Mt Everest: Why the summit can get so crowded - mpweiher
https://www.bbc.com/news/world-asia-48401491
======
wirthjason
When I was studying in Japan in college a Japanese friend and I climbed Mt.
Fuji.

You basically take a bus about half way up, then hike 80 or 90% up to summit
then spend the night in a cabin. Since you’re close to the summit you wake up
when it’s dark and hike the last bit so you can watch the sunrise from the
top.

We didn’t consider hiking in dark our plan and thus didn’t bing head lamps
like everyone else.
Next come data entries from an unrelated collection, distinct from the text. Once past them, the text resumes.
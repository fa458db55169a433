use serde::{Deserialize, Deserializer, Serialize};
use url::Url;

use crate::error::{Error, Result};

const SCHEME_STUN: &str = "stun";
const SCHEME_STUNS: &str = "stuns";
const SCHEME_TURN: &str = "turn";
const SCHEME_TURNS: &str = "turns";

/// ICEServer describes a single STUN and TURN server that can be used by
/// the ICEAgent to establish a connection with a peer.
///
/// `urls` deserializes from either a single string or a list of strings.
#[derive(Default, Debug, Clone, PartialEq, Eq, Serialize, Deserialize)]
#[serde(rename_all = "camelCase")]
pub struct RTCIceServer {
    #[serde(deserialize_with = "string_or_seq")]
    pub urls: Vec<String>,
    #[serde(default)]
    pub username: String,
    #[serde(default)]
    pub credential: String,
}

impl RTCIceServer {
    pub(crate) fn validate(&self) -> Result<()> {
        self.urls()?;
        Ok(())
    }

    pub(crate) fn urls(&self) -> Result<Vec<Url>> {
        let mut urls = vec![];

        for url_str in &self.urls {
            let url = Url::parse(url_str)
                .map_err(|e| Error::ErrInvalidIceServerUrl(format!("{url_str}: {e}")))?;
            if url.path().is_empty() {
                return Err(Error::ErrInvalidIceServerUrl(url_str.clone()));
            }

            match url.scheme() {
                SCHEME_STUN | SCHEME_STUNS => {}
                SCHEME_TURN | SCHEME_TURNS => {
                    // https://www.w3.org/TR/webrtc/#set-the-configuration (step #11.3.2)
                    if self.username.is_empty() || self.credential.is_empty() {
                        return Err(Error::ErrNoTurnCredentials);
                    }
                }
                scheme => return Err(Error::ErrUnsupportedIceServerScheme(scheme.to_owned())),
            }

            urls.push(url);
        }

        Ok(urls)
    }
}

fn string_or_seq<'de, D>(deserializer: D) -> std::result::Result<Vec<String>, D::Error>
where
    D: Deserializer<'de>,
{
    #[derive(Deserialize)]
    #[serde(untagged)]
    enum StringOrSeq {
        One(String),
        Many(Vec<String>),
    }

    Ok(match StringOrSeq::deserialize(deserializer)? {
        StringOrSeq::One(url) => vec![url],
        StringOrSeq::Many(urls) => urls,
    })
}
idl_enum! {
    /// ICECandidateType represents the type of the ICE candidate used.
    pub enum RTCIceCandidateType {
        /// A candidate obtained by binding to a specific port from an IP address
        /// on the host, see <https://tools.ietf.org/html/rfc8445#section-5.1.1.1>.
        Host = "host",

        /// A binding allocated by a NAT for an ICE agent after it sends a packet
        /// through the NAT to a server such as a STUN server.
        Srflx = "srflx",

        /// A binding allocated by a NAT for an ICE agent after it sends a packet
        /// through the NAT to its peer.
        Prflx = "prflx",

        /// A candidate obtained from a relay server, such as a TURN server.
        Relay = "relay",
    }
}
use std::sync::atomic::{AtomicBool, AtomicUsize, Ordering};

use arc_swap::ArcSwapOption;

use super::*;

fn counter(count: &Arc<AtomicUsize>) -> EventListener {
    let c = Arc::clone(count);
    EventListener::new(move |_| {
        c.fetch_add(1, Ordering::SeqCst);
    })
}

#[tokio::test]
async fn test_same_listener_registered_once() -> Result<()> {
    let dispatcher = Dispatcher::new("test_same_listener_registered_once");
    let target = EventTarget::new(Arc::clone(&dispatcher));
    let count = Arc::new(AtomicUsize::new(0));

    let listener = counter(&count);
    target.add_event_listener(EVENT_ICE_CANDIDATE, listener.clone());
    target.add_event_listener(EVENT_ICE_CANDIDATE, listener.clone());
    assert_eq!(target.listener_count(EVENT_ICE_CANDIDATE), 1);

    target.dispatch_event(Event::new(EVENT_ICE_CANDIDATE))?;
    dispatcher.done().await;
    assert_eq!(count.load(Ordering::SeqCst), 1);

    // a separately built listener is a different registration
    target.add_event_listener(EVENT_ICE_CANDIDATE, counter(&count));
    target.dispatch_event(Event::new(EVENT_ICE_CANDIDATE))?;
    dispatcher.done().await;
    assert_eq!(count.load(Ordering::SeqCst), 3);

    Ok(())
}

#[tokio::test]
async fn test_remove_event_listener() -> Result<()> {
    let dispatcher = Dispatcher::new("test_remove_event_listener");
    let target = EventTarget::new(Arc::clone(&dispatcher));
    let count = Arc::new(AtomicUsize::new(0));

    let listener = counter(&count);
    // removing an absent listener is a no-op
    target.remove_event_listener(EVENT_TRACK, &listener);

    target.add_event_listener(EVENT_TRACK, listener.clone());
    target.add_event_listener(EVENT_DATA_CHANNEL, listener.clone());
    target.remove_event_listener(EVENT_TRACK, &listener);
    assert_eq!(target.listener_count(EVENT_TRACK), 0);
    assert_eq!(target.listener_count(EVENT_DATA_CHANNEL), 1);

    target.dispatch_event(Event::new(EVENT_TRACK))?;
    target.dispatch_event(Event::new(EVENT_DATA_CHANNEL))?;
    dispatcher.done().await;
    assert_eq!(count.load(Ordering::SeqCst), 1);

    Ok(())
}

#[tokio::test]
async fn test_dispatch_is_deferred() -> Result<()> {
    let dispatcher = Dispatcher::new("test_dispatch_is_deferred");
    let target = EventTarget::new(Arc::clone(&dispatcher));
    let fired = Arc::new(AtomicBool::new(false));

    // hold the dispatch thread so delivery can not race the assertion
    let (release_tx, release_rx) = std::sync::mpsc::channel::<()>();
    dispatcher.post(move || {
        let _ = release_rx.recv();
    })?;

    let f = Arc::clone(&fired);
    target.add_event_listener(
        EVENT_NEGOTIATION_NEEDED,
        EventListener::new(move |_| f.store(true, Ordering::SeqCst)),
    );
    target.dispatch_event(Event::new(EVENT_NEGOTIATION_NEEDED))?;
    assert!(!fired.load(Ordering::SeqCst));

    release_tx.send(()).unwrap();
    dispatcher.done().await;
    assert!(fired.load(Ordering::SeqCst));

    Ok(())
}

#[tokio::test]
async fn test_listener_added_during_dispatch_misses_event() -> Result<()> {
    let dispatcher = Dispatcher::new("test_listener_added_during_dispatch");
    let target = EventTarget::new(Arc::clone(&dispatcher));
    let late = Arc::new(AtomicUsize::new(0));

    let t = target.clone();
    let l = Arc::clone(&late);
    target.add_event_listener(
        EVENT_ICE_CANDIDATE,
        EventListener::new(move |_| {
            t.add_event_listener(EVENT_ICE_CANDIDATE, counter(&l));
        }),
    );

    target.dispatch_event(Event::new(EVENT_ICE_CANDIDATE))?;
    dispatcher.done().await;
    assert_eq!(late.load(Ordering::SeqCst), 0);
    assert_eq!(target.listener_count(EVENT_ICE_CANDIDATE), 2);

    Ok(())
}

#[tokio::test]
async fn test_panicking_listener_does_not_stop_delivery() -> Result<()> {
    let dispatcher = Dispatcher::new("test_panicking_listener");
    let target = EventTarget::new(Arc::clone(&dispatcher));
    let count = Arc::new(AtomicUsize::new(0));

    target.add_event_listener(EVENT_TRACK, counter(&count));
    target.add_event_listener(
        EVENT_TRACK,
        EventListener::new(|_| panic!("listener failure")),
    );
    target.add_event_listener(EVENT_TRACK, counter(&count));

    target.dispatch_event(Event::new(EVENT_TRACK))?;
    target.dispatch_event(Event::new(EVENT_TRACK))?;
    dispatcher.done().await;
    assert_eq!(count.load(Ordering::SeqCst), 4);

    Ok(())
}

#[derive(Default)]
struct Slots {
    on_icecandidate: ArcSwapOption<EventListener>,
}

impl LegacyHandlers for Slots {
    fn handler(&self, event_type: &str) -> Option<EventListener> {
        match event_type {
            EVENT_ICE_CANDIDATE => self.on_icecandidate.load_full().map(|h| (*h).clone()),
            _ => None,
        }
    }
}

#[tokio::test]
async fn test_legacy_handler_not_duplicated() -> Result<()> {
    let dispatcher = Dispatcher::new("test_legacy_handler_not_duplicated");
    let slots = Arc::new(Slots::default());
    let owner: Arc<dyn Any + Send + Sync> = Arc::new(7u32);
    let target = EventTarget::with_owner(
        Arc::clone(&dispatcher),
        Arc::downgrade(&owner),
        Arc::clone(&slots) as Arc<dyn LegacyHandlers>,
    );
    let count = Arc::new(AtomicUsize::new(0));

    let handler = counter(&count);
    slots.on_icecandidate.store(Some(Arc::new(handler.clone())));
    target.dispatch_event(Event::new(EVENT_ICE_CANDIDATE))?;
    dispatcher.done().await;
    assert_eq!(count.load(Ordering::SeqCst), 1);

    // the same callable as both listener and handler fires once
    target.add_event_listener(EVENT_ICE_CANDIDATE, handler);
    target.dispatch_event(Event::new(EVENT_ICE_CANDIDATE))?;
    dispatcher.done().await;
    assert_eq!(count.load(Ordering::SeqCst), 2);

    slots.on_icecandidate.store(None);
    target.dispatch_event(Event::new(EVENT_ICE_CANDIDATE))?;
    dispatcher.done().await;
    assert_eq!(count.load(Ordering::SeqCst), 3);

    Ok(())
}

#[tokio::test]
async fn test_event_target_points_at_owner() -> Result<()> {
    let dispatcher = Dispatcher::new("test_event_target_points_at_owner");
    let owner: Arc<dyn Any + Send + Sync> = Arc::new(String::from("owner"));
    let target = EventTarget::with_owner(
        Arc::clone(&dispatcher),
        Arc::downgrade(&owner),
        Arc::new(Slots::default()),
    );
    let seen = Arc::new(Mutex::new(None));

    let s = Arc::clone(&seen);
    target.add_event_listener(
        EVENT_DATA_CHANNEL,
        EventListener::new(move |event| {
            *s.lock().unwrap() = event.target::<String>().map(|t| (*t).clone());
            assert!(event.target::<u32>().is_none());
        }),
    );
    target.dispatch_event(Event::new(EVENT_DATA_CHANNEL))?;
    dispatcher.done().await;

    assert_eq!(seen.lock().unwrap().as_deref(), Some("owner"));

    Ok(())
}

#[tokio::test]
async fn test_dispatch_while_stops_when_gate_closes() -> Result<()> {
    let dispatcher = Dispatcher::new("test_dispatch_while_stops");
    let target = EventTarget::new(Arc::clone(&dispatcher));
    let open = Arc::new(AtomicBool::new(true));
    let count = Arc::new(AtomicUsize::new(0));

    // the first listener closes the gate, the second must not run
    let o = Arc::clone(&open);
    let c = Arc::clone(&count);
    target.add_event_listener(
        EVENT_ICE_CANDIDATE,
        EventListener::new(move |_| {
            c.fetch_add(1, Ordering::SeqCst);
            o.store(false, Ordering::SeqCst);
        }),
    );
    target.add_event_listener(EVENT_ICE_CANDIDATE, counter(&count));

    let o = Arc::clone(&open);
    target.dispatch_event_while(Event::new(EVENT_ICE_CANDIDATE), move || {
        o.load(Ordering::SeqCst)
    })?;
    let o = Arc::clone(&open);
    target.dispatch_event_while(Event::new(EVENT_ICE_CANDIDATE), move || {
        o.load(Ordering::SeqCst)
    })?;
    dispatcher.done().await;

    assert_eq!(count.load(Ordering::SeqCst), 1);

    Ok(())
}
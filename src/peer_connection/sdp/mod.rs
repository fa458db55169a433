pub mod sdp_type;
pub mod session_description;
/// Forwards every webrtc-rs callback of `pc` to `observer`. The observer
/// is called inline; the returned futures are empty.
fn register_handlers(pc: &WebRtcPeerConnection, observer: Arc<dyn NativeObserver>) {
    let o = Arc::clone(&observer);
    pc.on_signaling_state_change(Box::new(move |state| {
        o.on_signaling_change(RTCSignalingState::from(state.to_string().as_str()));
        Box::pin(async {})
    }));

    let o = Arc::clone(&observer);
    pc.on_ice_connection_state_change(Box::new(move |state| {
        o.on_ice_connection_change(RTCIceConnectionState::from(state.to_string().as_str()));
        Box::pin(async {})
    }));

    let o = Arc::clone(&observer);
    pc.on_peer_connection_state_change(Box::new(move |state| {
        o.on_connection_change(RTCPeerConnectionState::from(state.to_string().as_str()));
        Box::pin(async {})
    }));

    let o = Arc::clone(&observer);
    pc.on_ice_gathering_state_change(Box::new(move |state: RTCIceGathererState| {
        match state {
            RTCIceGathererState::New => o.on_ice_gathering_change(RTCIceGatheringState::New),
            RTCIceGathererState::Gathering => {
                o.on_ice_gathering_change(RTCIceGatheringState::Gathering)
            }
            RTCIceGathererState::Complete => {
                o.on_ice_gathering_change(RTCIceGatheringState::Complete)
            }
            // closing the gatherer is reported through the connection state
            _ => {}
        }
        Box::pin(async {})
    }));

    let o = Arc::clone(&observer);
    pc.on_ice_candidate(Box::new(move |candidate| {
        // webrtc-rs ends gathering with a `None` candidate; the end is
        // announced from the gathering state instead
        if let Some(candidate) = candidate {
            match candidate.to_json() {
                Ok(init) => o.on_ice_candidate(from_native_candidate(init)),
                Err(err) => log::warn!("dropping local candidate: {err}"),
            }
        }
        Box::pin(async {})
    }));

    let o = Arc::clone(&observer);
    pc.on_data_channel(Box::new(move |channel: Arc<WebRtcDataChannel>| {
        o.on_data_channel(Arc::new(WebRtcRsDataChannel { channel }));
        Box::pin(async {})
    }));

    let o = Arc::clone(&observer);
    pc.on_track(Box::new(
        move |track: Arc<TrackRemote>,
              _receiver: Arc<WebRtcRtpReceiver>,
              transceiver: Arc<WebRtcRtpTransceiver>| {
            let o = Arc::clone(&o);
            Box::pin(async move {
                let receiver = Arc::new(WebRtcRsRtpReceiver {
                    track_id: Some(track.id()),
                    kind: to_media_kind(track.kind()),
                });
                let transceiver = WebRtcRsRtpTransceiver::resolve(transceiver).await;
                o.on_track(receiver, vec![track.stream_id()], transceiver);
            })
        },
    ));

    let o = observer;
    pc.on_negotiation_needed(Box::new(move || {
        o.on_negotiation_needed();
        Box::pin(async {})
    }));
}

fn to_media_kind(kind: RTPCodecType) -> RTCMediaKind {
    kind.to_string().as_str().into()
}

fn from_native_candidate(init: NativeIceCandidateInit) -> RTCIceCandidateInit {
    RTCIceCandidateInit {
        candidate: init.candidate,
        sdp_mid: init.sdp_mid,
        sdp_mline_index: init.sdp_mline_index,
        username_fragment: init.username_fragment,
    }
}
We didn’t know what to do about not having lamps but left
the cabin super early in the morning anyways. As soon as we stepped out there
was a giant line of people stopped, waiting to get to the top. My friend turns
to me as say, “man, this is Japan.”

Give the huge line of people, all with lamps, we made it up to the top. It
took much longer than we planned because you couldn’t move until the person in
front moved.

We eventually made it to the top and watched the sunrise. However I was
shocked at what I found... gift shops!!! People looked at view for a minute,
said “kirei desu ne”, took some photos then proceeded to shop. They seemed
much more interested in omiyage shopping than being at the top of Mt. Fuji.

------
patient_zero
I hadn't really considered climbing Everest seriously, but now I know for sure
that I won't. Waiting in line is bad enough at sea level

------
781
This must be the ultimate checklist tourism site.